Cela fait 20 ans que je soutiens qu’il faut utiliser la stimulation cérébrale profonde pour soigner l’addiction. Mais j’ai toujours soutenu l’hypothèse qu’il fallait changer de cible et aller dans le noyau subthalamique plutôt que dans l’accumbens. D’une part parce qu’on sait le cibler en DBS chez les patients parkinsoniens et les patients atteints de TOC et d’autre part car nos données nous donnent de bonnes raisons de penser que ça peut avoir un effet vraiment bénéfique sur l’addiction. La particularité du noyau subthalamique, nous avons pu le montrer chez le rat et sommes en train de le faire chez le singe, est que l’effet n’est pas du tout le même pour la drogue que pour d’autres types de récompenses. On pourrait donc réduire la motivation à consommer de la drogue sans toucher à la motivation pour tout le reste, au contraire. Tandis que ce n’est pas le cas dans l’accumbens parce que l’on tape au cœur du circuit de la récompense. Cela peut avoir des effets secondaires très invalidants. Le risque est que cela rétablisse un comportement normal vis-à-vis des substances d’abus mais en déréglant la motivation pour tout le reste.
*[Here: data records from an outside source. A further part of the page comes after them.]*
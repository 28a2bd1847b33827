//! Identity (no-op) strategy
//!
//! Applies to everything and changes nothing. Useful as a disabled
//! placeholder in a custom chain.

use crate::payload::EncodedPayload;
use crate::strategy::{TruncationContext, TruncationStrategy};

/// A strategy that leaves the payload untouched.
#[derive(Debug, Clone, Copy, Default)]
pub struct IdentityStrategy;

impl TruncationStrategy for IdentityStrategy {
    fn name(&self) -> &'static str {
        "identity"
    }

    fn applies(&self, _payload: &EncodedPayload) -> bool {
        true
    }

    fn execute(&self, _payload: &mut EncodedPayload, _ctx: &TruncationContext) {}
}
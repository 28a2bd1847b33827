//! Built-in truncation strategies
//!
//! Each strategy shrinks one aspect of the report document:
//! - [`FrameRangeStrategy`] - keeps the ends of long stack traces
//! - [`StringLengthStrategy`] - caps string values on a descending ladder
//! - [`TelemetryRangeStrategy`] - trims or drops the breadcrumb history
//! - [`MinimalBodyStrategy`] - last-resort reduction to a minimal report
//! - [`IdentityStrategy`] - no-op placeholder

pub mod frame_range;
pub mod identity;
pub mod minimal_body;
pub mod string_length;
pub mod telemetry_range;

pub use frame_range::FrameRangeStrategy;
pub use identity::IdentityStrategy;
pub use minimal_body::MinimalBodyStrategy;
pub use string_length::StringLengthStrategy;
pub use telemetry_range::TelemetryRangeStrategy;
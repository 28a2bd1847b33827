//! Outbound transport port (driven/secondary port)
//!
//! Defines the interface for delivering an encoded payload to the remote
//! collector. The payload handed to the port is already serialized and
//! already truncated; the transport does not inspect or modify it.
//!
//! ## Design Notes
//!
//! - Uses `anyhow::Result` because delivery errors are adapter-specific
//!   (HTTP status codes, DNS failures) and carry no domain meaning.
//! - Uses `#[async_trait]` for async trait methods.

use async_trait::async_trait;

/// Delivers encoded payloads to the collector.
#[async_trait]
pub trait Sender: Send + Sync {
    /// Send one serialized payload.
    ///
    /// The bytes are the final wire form; implementations must transmit
    /// them verbatim.
    async fn send(&self, payload: &[u8]) -> anyhow::Result<()>;
}
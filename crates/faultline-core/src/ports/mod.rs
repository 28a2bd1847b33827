//! Port definitions (boundary interfaces)
//!
//! Ports are the interfaces the client core depends on, with
//! implementations living in adapter crates.
//!
//! - [`Sender`] - Outbound delivery of encoded payloads

pub mod transport;

pub use transport::Sender;
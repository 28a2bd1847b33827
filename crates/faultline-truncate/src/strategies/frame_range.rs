//! Frame range truncation
//!
//! Long stack traces carry most of their diagnostic value at the ends:
//! the entry point and the crash site. This strategy keeps the first and
//! last `range` frames of every trace and drops the middle.

use faultline_core::report;
use serde_json::Value;

use crate::payload::EncodedPayload;
use crate::strategy::{TruncationContext, TruncationStrategy};

/// Default number of frames kept at each end of a trace.
pub const DEFAULT_FRAME_RANGE: usize = 75;

/// Trims stack traces to `range` frames at each end.
#[derive(Debug, Clone, Copy)]
pub struct FrameRangeStrategy {
    range: usize,
}

impl FrameRangeStrategy {
    /// Create a strategy keeping `range` frames at each end.
    pub fn new(range: usize) -> Self {
        Self { range }
    }
}

impl Default for FrameRangeStrategy {
    fn default() -> Self {
        Self::new(DEFAULT_FRAME_RANGE)
    }
}

impl TruncationStrategy for FrameRangeStrategy {
    fn name(&self) -> &'static str {
        "frame_range"
    }

    fn applies(&self, payload: &EncodedPayload) -> bool {
        let Some(body) = report::body(payload.document()) else {
            return false;
        };
        if body.get("trace").and_then(|t| t.get("frames")).is_some() {
            return true;
        }
        body.get("trace_chain")
            .and_then(Value::as_array)
            .is_some_and(|chain| chain.iter().any(|t| t.get("frames").is_some()))
    }

    fn execute(&self, payload: &mut EncodedPayload, _ctx: &TruncationContext) {
        let mut changed = false;
        if let Some(body) = report::body_mut(payload.data()) {
            if let Some(frames) = body.get_mut("trace").and_then(|t| t.get_mut("frames")) {
                changed |= keep_ends(frames, self.range);
            }
            if let Some(chain) = body.get_mut("trace_chain").and_then(Value::as_array_mut) {
                for trace in chain {
                    if let Some(frames) = trace.get_mut("frames") {
                        changed |= keep_ends(frames, self.range);
                    }
                }
            }
        }
        if changed {
            payload.encode();
        }
    }
}

/// Keep the first and last `range` elements of a JSON array, preserving
/// order within the kept segments. Returns whether anything was removed.
pub(crate) fn keep_ends(value: &mut Value, range: usize) -> bool {
    let Some(items) = value.as_array_mut() else {
        return false;
    };
    if items.len() <= range * 2 {
        return false;
    }
    let tail = items.split_off(items.len() - range);
    items.truncate(range);
    items.extend(tail);
    true
}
Dans combien de temps pourrait-on voir cette technique se démocratiser ?

Pour l’instant, dans le contexte de l’addiction, la procédure n’est pas du tout reconnue ou validée hormis pour des essais cliniques et des programmes d’étude. Elle ne va pas être popularisée et répandue dans les services de neurochirurgie avant un certain temps. Je pense que ça va finir par se faire. Il y a encore actuellement un problème avec l’addiction qui fait que de nombreuses personnes ont du mal à la considérer comme une maladie psychiatrique, ce qui interfère dans la volonté publique de chercher des traitements. L’espoir est aussi de développer des techniques moins invasives. Il n’y en a pas encore officiellement, mais ça pourrait venir, ce qui peut expliquer un certain attentisme. C’est une phase complexe car nos données scientifiques sont relativement solides et vont dans la bonne direction mais la translation vers la clinique est compliquée.